Save phluid61/bef2920b2c6106788950fc559b601d0a to your computer and use it in GitHub Desktop.
thoughts on draft-ietf-httpbis-header-structure

Thoughts on draft-ietf-httpbis-header-structure

2019-09-15

RE: httpwg/http-extensions#913 (and 790, and 629, ...)

I've been thinking about data types and models again. My premise is that a type is a combination of a range/domain of values, and a set of operations that can be performed on those values.

A 'token' has one operation: identity comparison. But we're not going to do just that with our tokens, because implementation specs are going to say things like "case-insensitive" (so we have textual operations like toupper/tolower/casecmp), or they're going to say things like "if it starts with 'text/' default to utf-8" (so we have substring operations like split/match). So I think what we currently call a 'token' is going to be treated as a string-without-quotes.

Then there's the recurring "in this location you could find a string or a token", implying that there's no semantic difference between the two. (Aside: I'm still keen to see one of these, BTW. I can't imagine how it could exist and not be resolved by using sh-item instead.)

Further, the argument that reintroduced tokens (nee identifiers) in httpwg/http-extensions#629 seems to have been more about aesthetics than types. (Aside: Are domain names in origins compared case-insensitively? Because if so, that counts against using tokens to carry origins.)

I don't think underspecifying an immature concept is going to help us in any future revisions or extensions.

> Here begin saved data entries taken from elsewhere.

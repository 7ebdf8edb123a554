use serde::{Deserialize, Deserializer};
use std::fmt;
use std::num::ParseIntError;
use std::str::FromStr;

/// Page index as sent to and returned by the catalog.
///
/// Not validated: zero and negative values are carried through unchanged.
#[derive(Debug, Clone, Copy, PartialEq, Eq, PartialOrd, Ord, Hash)]
pub struct PageNumber(pub i64);

impl PageNumber {
    pub const FIRST: PageNumber = PageNumber(1);

    pub fn get(self) -> i64 {
        self.0
    }
}

impl Default for PageNumber {
    fn default() -> Self {
        Self::FIRST
    }
}

impl From<i64> for PageNumber {
    fn from(n: i64) -> Self {
        PageNumber(n)
    }
}

impl FromStr for PageNumber {
    type Err = ParseIntError;

    fn from_str(s: &str) -> Result<Self, Self::Err> {
        s.parse::<i64>().map(PageNumber)
    }
}

impl fmt::Display for PageNumber {
    fn fmt(&self, f: &mut fmt::Formatter<'_>) -> fmt::Result {
        write!(f, "{}", self.0)
    }
}

#[derive(Debug, Clone, PartialEq, Eq, Deserialize)]
#[serde(untagged)]
pub enum MovieId {
    Number(i64),
    Text(String),
}

impl fmt::Display for MovieId {
    fn fmt(&self, f: &mut fmt::Formatter<'_>) -> fmt::Result {
        match self {
            MovieId::Number(n) => write!(f, "{n}"),
            MovieId::Text(s) => f.write_str(s),
        }
    }
}

#[derive(Debug, Clone, Deserialize)]
pub struct MovieSummary {
    pub id: MovieId,
    pub title: String,
    pub original_title: String,
    #[serde(default)]
    pub release_date: String,
    #[serde(default)]
    pub adult: bool,
    #[serde(default)]
    pub backdrop_path: Option<String>,
    #[serde(default)]
    pub genre_ids: Vec<i64>,
}

impl MovieSummary {
    /// Full image URL for the backdrop, if the movie has one.
    pub fn backdrop_url(&self, image_base: &str) -> Option<String> {
        self.backdrop_path
            .as_deref()
            .filter(|p| !p.trim().is_empty())
            .map(|p| join_image_url(image_base, p))
    }
}

/// One page of the popular-movies feed.
#[derive(Debug, Clone, Deserialize)]
pub struct CatalogPage {
    #[serde(default, deserialize_with = "lenient_page")]
    pub page: Option<PageNumber>,
    pub results: Vec<MovieSummary>,
    pub total_pages: i64,
    pub total_results: i64,
}

pub fn join_image_url(base: &str, path: &str) -> String {
    format!(
        "{}/{}",
        base.trim_end_matches('/'),
        path.trim_start_matches('/')
    )
}

// TMDB sends `page` as a number, but a numeric string is accepted as well.
fn lenient_page<'de, D>(deserializer: D) -> Result<Option<PageNumber>, D::Error>
where
    D: Deserializer<'de>,
{
    #[derive(Deserialize)]
    #[serde(untagged)]
    enum Raw {
        Number(i64),
        Text(String),
    }

    match Option::<Raw>::deserialize(deserializer)? {
        None => Ok(None),
        Some(Raw::Number(n)) => Ok(Some(PageNumber(n))),
        Some(Raw::Text(s)) => s
            .trim()
            .parse::<PageNumber>()
            .map(Some)
            .map_err(serde::de::Error::custom),
    }
}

We should either make strings and tokens serialisations of the same underlying data type*, or take a hard stance on what a token is and where/how it should be used**.

* I think that means: rename sh-token so it's not exposed as an sh- construct and alternate its ABNF in with sh-string's, get rid of 3.7 Tokens, and get rid of 4.1.7. Serializing a Token, plus some editorial stuff.

** I think that means: explaining why token and string aren't the same thing, and why you have to expose specific API hooks to convert your language's native string type to one vs the other, and why you shouldn't have said those things I mentioned above about case or substrings or whatever.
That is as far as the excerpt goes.